Anthony's Film Review

On Her Majesty's Secret Service (1969)

Despite the change in lead actor, this Bond film tells a great story...

There have been plenty of times when I've met a Bond fan who believes Sean Connery was and always will be the best James Bond. Some of them, to me, are such devotees of Connery that any Bond film with a different star won't be the same. This was apparently the reaction of many fans with the casting of George Lazenby, a man with no prior acting experience, as Ian Fleming's suave secret agent in On Her Majesty's Secret Service. It was, however, a somewhat inevitable action since Connery quit being James Bond temporarily after You Only Live Twice.

On Her Majesty's Secret Service has one of the longest running times out of all the Bond films, being nearly two and a half hours instead of just the average two hours.
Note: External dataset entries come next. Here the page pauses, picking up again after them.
use std::{
    sync::{
        atomic::{AtomicBool, AtomicU64, AtomicU8, Ordering},
        Arc,
    },
    time::{Duration, Instant},
};

use log::{debug, info, warn};
use rayon::prelude::*;

use super::checker::ConflictDetector;
use super::fitness::FitnessCalculator;
use super::models::{CandidateSlot, CostBreakdown, SearchProgress, SearchStats, Selection};
use super::space::{SearchGroup, SearchSpace};
use crate::config::{SearchBudget, Strategy};
use crate::error::OptimizeError;

const PROGRESS_EVERY: u64 = 8192;
const CLOCK_EVERY: u64 = 256;
const NO_BEST: u64 = u64::MAX;

/// Cooperative cancellation flag shared with a running search.
#[derive(Debug, Clone, Default)]
pub struct CancelToken(Arc<AtomicBool>);

impl CancelToken {
    pub fn new() -> Self {
        Self::default()
    }

    pub fn cancel(&self) {
        self.0.store(true, Ordering::Relaxed);
    }

    pub fn is_cancelled(&self) -> bool {
        self.0.load(Ordering::Relaxed)
    }
}

pub type ProgressSink = Arc<dyn Fn(&SearchProgress) + Send + Sync>;

/// Best selection found, with its cost and search statistics.
#[derive(Debug, Clone)]
pub struct Solution {
    pub selection: Selection,
    pub cost: CostBreakdown,
    pub stats: SearchStats,
}

// ============================================================================
// OPTIMIZER
// ============================================================================

/// Branch-and-bound search for the cheapest conflict-free selection.
pub struct Optimizer {
    space: SearchSpace,
    detector: ConflictDetector,
    fitness: FitnessCalculator,
    budget: SearchBudget,
    strategy: Strategy,
    cancel: CancelToken,
    progress: Option<ProgressSink>,
}

impl Optimizer {
    pub fn new(space: SearchSpace, detector: ConflictDetector, fitness: FitnessCalculator) -> Self {
        Self {
            space,
            detector,
            fitness,
            budget: SearchBudget::unlimited(),
            strategy: Strategy::Sequential,
            cancel: CancelToken::new(),
            progress: None,
        }
    }

    pub fn with_budget(mut self, budget: SearchBudget) -> Self {
        self.budget = budget;
        self
    }

    pub fn with_strategy(mut self, strategy: Strategy) -> Self {
        self.strategy = strategy;
        self
    }

    pub fn with_cancel(mut self, cancel: CancelToken) -> Self {
        self.cancel = cancel;
        self
    }

    pub fn with_progress(mut self, progress: ProgressSink) -> Self {
        self.progress = Some(progress);
        self
    }

    /// Runs the search. Walking-distance constraints are dropped and the
    /// search repeated when a complete search finds nothing with them.
    pub fn run(&self) -> Result<Solution, OptimizeError> {
        let start = Instant::now();
        let deadline = self
            .budget
            .time_limit_ms
            .map(|ms| start + Duration::from_millis(ms));

        if self.cancel.is_cancelled() {
            return Err(OptimizeError::Cancelled);
        }

        // Options clashing with blocked times, dropped once for both passes
        let mut space = self.space.clone();
        if let Some(group) = space.retain_options(|option| self.detector.admissible(option)) {
            info!("{} has no class compatible with blocked times", group);
            return Err(OptimizeError::Infeasible {
                nodes: 0,
                budget_exhausted: false,
            });
        }

        match self.attempt(&space, &self.detector, start, deadline) {
            Err(OptimizeError::Infeasible {
                nodes,
                budget_exhausted: false,
            }) if self.detector.relaxable() => {
                warn!(
                    "No timetable satisfies the walking-distance rule after {} nodes; retrying with overlap checks only",
                    nodes
                );
                let relaxed = self.detector.without_walking();
                let mut solution = self.attempt(&space, &relaxed, start, deadline).map_err(|err| match err {
                    OptimizeError::Infeasible {
                        nodes: retry_nodes,
                        budget_exhausted,
                    } => OptimizeError::Infeasible {
                        nodes: nodes + retry_nodes,
                        budget_exhausted,
                    },
                    other => other,
                })?;
                solution.stats.nodes += nodes;
                solution.stats.relaxed_walking = true;
                Ok(solution)
            }
            other => other,
        }
    }

    fn attempt(
        &self,
        space: &SearchSpace,
        detector: &ConflictDetector,
        start: Instant,
        deadline: Option<Instant>,
    ) -> Result<Solution, OptimizeError> {
        if self.cancel.is_cancelled() {
            return Err(OptimizeError::Cancelled);
        }

        info!(
            "Searching {} lesson groups ({} combinations)",
            space.len(),
            space
                .size()
                .map_or_else(|| "too many".to_string(), |n| n.to_string())
        );

        // Step 1: explore
        let ctx = SearchContext::new(
            space,
            detector,
            &self.fitness,
            &self.budget,
            deadline,
            &self.cancel,
            self.progress.as_ref(),
            start,
        );
        let outcome = match self.strategy {
            Strategy::Parallel if space.len() > 1 => ctx.run_parallel(),
            _ => ctx.run_sequential(),
        };

        let nodes = ctx.nodes.load(Ordering::Relaxed);
        debug!(
            "Search stopped ({:?}) after {} nodes, {} leaves, {} pruned",
            outcome.stop, nodes, outcome.leaves, outcome.pruned
        );

        // Step 2: interpret
        if outcome.stop == Stop::Cancelled {
            return Err(OptimizeError::Cancelled);
        }
        let Some((_, path)) = outcome.best else {
            return Err(OptimizeError::Infeasible {
                nodes,
                budget_exhausted: outcome.stop == Stop::Budget,
            });
        };

        let selection = space.selection(&path);
        let cost = self.fitness.evaluate(&selection);
        info!("Best timetable cost {} ({} classes)", cost.total, selection.len());

        Ok(Solution {
            selection,
            cost,
            stats: SearchStats {
                nodes,
                leaves: outcome.leaves,
                pruned: outcome.pruned,
                elapsed: start.elapsed(),
                exhausted: outcome.stop == Stop::Completed,
                relaxed_walking: false,
            },
        })
    }
}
It's not a waste of film, though. This is a film that has a nice story with plenty of action to please the fans. The plot involves the usual Bond movie plot elements plus something unique: romance. The movie follows the original Ian Fleming novel closely, especially the subplot with Bond discovering his true love.

This is the fourth James Bond movie to feature the villain Ernst Stavro Blofeld and the second to show his face. Telly Savalas, also known for the TV series Kojak, plays the villain and I think he's the best Blofeld of all. He has look for a bad guy along with the right mixture of charm and menace. Marc-Ange Draco is also an interesting character, mainly because he is a crime lord who still has a soul with concern for his daughter Tracy.

Aside from complaints that Lazenby is a softer Bond, the action scenes are still a delight to see, from the beach fight in the opening to the long snow chase down from Piz Gloria. I like how there is less reliance on gadgets. It's not to say that I am against the gadgets seen in the Bond films. I think they're always a nice touch to the films, but they can't take over what is really important for the film: suspense and thrills. Here, Bond is on the run from Blofeld's henchman with Tracy by his side and nothing from Q's lab to help him out.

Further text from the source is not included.